Alternatively, he proposed the coded response occasionally used by Private Eye: ‘We refer you to the reply given in the case of Arkell v Pressdram.’ In that case, the magazine considered the claim so outrageous that it replied:
'We note that Mr Arkell’s attitude to damages will be governed by the nature of our reply and would therefore be grateful if you could inform us what his attitude to damages would be, were he to learn that the nature of our reply is as follows: fuck off.’
David Allen Green, who writes for the Financial Times and New Statesman, is a real lawyer, and a defamation lawyer at that (a rare breed). He had his own version of the letter that he advised the BBC to send.
The following quote gives a flavour:
‘You state in your letter three times that your client has suffered “overwhelming financial and reputational harm”. This is presumably on the Beetlejuice principle that if you say something three times it somehow appears. But your letter contains no evidence of either financial or reputational harm, let alone both. And your letter certainly fails to provide evidence of any harm being “overwhelming”. Given that your client was actually re-elected to the presidency within days of this programme being shown (in the United Kingdom but not the United States) there is no obvious harm that was suffered by your client.’

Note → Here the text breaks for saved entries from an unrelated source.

use kcodec::prelude::*;
use std::collections::BTreeMap;

#[test]
fn varint_boundaries() {
    assert_eq!(encode_varint(127u32).unwrap().len(), 1);
    assert_eq!(encode_varint(128u32).unwrap().as_slice(), &[0x80, 0x01]);
    assert_eq!(encode_varint(300u32).unwrap().as_slice(), &[0xac, 0x02]);
    for &n in &[0u64, 1, 127, 128, 300, 16_383, 16_384, MAX_SAFE_INTEGER] {
        let enc = encode_varint(n).unwrap();
        assert_eq!(decode_varint(&enc).unwrap(), (n, enc.len()));
    }
}

#[test]
fn struct_field_order_matters() {
    let ab = Struct::new(vec![("a", codec(U8)), ("b", codec(U8))]).unwrap();
    let ba = Struct::new(vec![("b", codec(U8)), ("a", codec(U8))]).unwrap();
    let v = Value::record(vec![("a", Value::from(1u8)), ("b", Value::from(2u8))]);
    assert_eq!(ab.encode(&v).unwrap(), vec![1, 2]);
    assert_eq!(ba.encode(&v).unwrap(), vec![2, 1]);
}

#[test]
fn enum_indices_ignore_declaration_order() {
    let orders = vec![vec!["B", "A"], vec!["A", "B"]];
    for order in orders {
        let e = Enum::new(order.into_iter().map(|n| (n, codec(U8)))).unwrap();
        assert_eq!(e.encode(&Value::variant("A", 0u8)).unwrap(), vec![0, 0]);
        assert_eq!(e.encode(&Value::variant("B", 0u8)).unwrap(), vec![1, 0]);
        assert_eq!(e.decode(&[1, 9]).unwrap(), Value::variant("B", 9u8));
    }
}

#[test]
fn vector_modes() {
    let shorts = Vector::new(codec(U16));
    assert_eq!(
        shorts.encode_rep(&vec![1u16, 513]).unwrap(),
        vec![0x01, 0x00, 0x01, 0x02]
    );

    let strs = Vector::new(codec(Text));
    assert_eq!(
        strs.encode_rep(&vec!["a".to_string(), "bc".to_string()])
            .unwrap(),
        vec![0x01, b'a', 0x02, b'b', b'c']
    );
}

#[test]
fn tuple_prefixes_its_last_child() {
    let t = Tuple::new(vec![codec(U8), codec(Text)]);
    assert_eq!(
        t.encode_rep(&(7u8, "hi".to_string())).unwrap(),
        vec![0x07, 0x02, 0x68, 0x69]
    );
}

#[test]
fn options() {
    let o = Optional::new(codec(U8));
    assert_eq!(o.encode_rep(&None::<u8>).unwrap(), vec![0x00]);
    assert_eq!(o.encode_rep(&Some(7u8)).unwrap(), vec![0x01, 0x07]);
}

#[test]
fn mapping_preserves_order() {
    let m = Mapping::new(codec(Text), codec(U32));

    let mut ordered = BTreeMap::new();
    ordered.insert("alpha".to_string(), 1u32);
    ordered.insert("beta".to_string(), 2u32);
    ordered.insert("gamma".to_string(), 3u32);

    let bytes = m.encode_rep(&ordered).unwrap();
    let entries = match m.decode(&bytes).unwrap() {
        Value::Map(entries) => entries,
        other => panic!("expected a map, got {:?}", other),
    };
    let keys: Vec<Value> = entries.into_iter().map(|(k, _)| k).collect();
    assert_eq!(
        keys,
        vec![Value::from("alpha"), Value::from("beta"), Value::from("gamma")]
    );
    assert_eq!(m.decode_rep::<BTreeMap<String, u32>>(&bytes).unwrap(), ordered);
}

#[test]
fn mapping_is_a_vector_of_pairs() {
    let m = Mapping::new(codec(U8), codec(Text));
    let v = Vector::new(codec(Tuple::new(vec![codec(U8), codec(Text)])));
    let pairs = vec![(1u8, "x".to_string()), (2u8, "yz".to_string())];

    let as_map: VecMap<u8, String> = pairs.iter().cloned().collect();
    assert_eq!(m.encode_rep(&as_map).unwrap(), v.encode_rep(&pairs).unwrap());
}

#[test]
fn composite_user_record() {
    let shape = codec(
        Enum::new(vec![
            ("Circle", codec(F32)),
            ("Rect", codec(Tuple::new(vec![codec(F32), codec(F32)]))),
            ("Dot", codec(Tuple::new(vec![]))),
        ])
        .unwrap(),
    );
    let drawing = Struct::new(vec![
        ("id", codec(FixedBytes::new(4))),
        ("title", codec(Optional::new(codec(Text)))),
        ("shapes", codec(Vector::new(shape))),
        ("tags", codec(Mapping::new(codec(Text), codec(Bool)))),
    ])
    .unwrap();

    let v = Value::record(vec![
        ("id", Value::Bytes(Bytes::from_static(&[0xde, 0xad, 0xbe, 0xef]))),
        ("title", Value::some("sketch")),
        (
            "shapes",
            Value::Seq(vec![
                Value::variant("Dot", Value::unit()),
                Value::variant("Circle", 1.5f32),
                Value::variant("Rect", Value::Tuple(vec![2f32.into(), 3f32.into()])),
            ]),
        ),
        (
            "tags",
            Value::Map(vec![("draft".into(), true.into()), ("draft".into(), false.into())]),
        ),
    ]);

    let bytes = drawing.encode(&v).unwrap();
    assert_eq!(&bytes[..4], &[0xde, 0xad, 0xbe, 0xef]);
    // title: varint(7), present flag, "sketch"
    assert_eq!(&bytes[4..12], &[7, 1, b's', b'k', b'e', b't', b'c', b'h']);
    assert_eq!(drawing.decode(&bytes).unwrap(), v);
}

Mark Stephens, another media lawyer with defamation experience, seized on the recent spat between President Trump and his former chief admirer, Marjorie Taylor Green, because of the latter’s support for the release of the Epstein files. President Trump called her Marjorie ‘Traitor’ Greene and ‘a ranting Lunatic’, which Taylor Greene says has led to threats against her ‘egged on by the most powerful man in the world’.
Mark Stephens commented:
‘BBC lawyers take note in terms of a reputation worth defending. This is definitely not "beautiful" nor "calming’".
Of course, not everyone sees themselves as advising the BBC. The Daily Telegraph, which broke the original story of the misleading edit, had an article headed ‘This is how Trump can sue the BBC and make them pay’.
Inevitably, self-flagellating BBC journalists published material on the BBC website giving advice to their own organisation, based on interviews with US experts. Here, many of the hurdles are outlined: the one year deadline for suing in the UK has passed; the programme in question was not available in Florida, where Trump is likely to sue; in terms of damage done, he won the presidency after the programme went out and his businesses continued to make money afterwards (the David Allen Green point above); the BBC must be shown to have acted with actual malice; and so on.
Recently, President Trump has sued Disney and ABC News over a rape allegation (settled; he had been found previously liable for defamation and sexual abuse, but not rape, and legal experts say that the organisations settled because of other business interests). He has filed a $10 billion claim against the Wall Street Journal for publishing the lewd birthday card allegedly sent by him to Jeffrey Epstein for his 50th birthday, and a $15 billion suit against the New York Times for engaging ‘in a decades long method of lying about your Favorite President (ME!), my family, business, the America First Movement, MAGA, and our Nation as a whole’. He’s also in the process of suing board members of the Pulitzer Prize Committee for giving the New York Times and the Washington Post a prize.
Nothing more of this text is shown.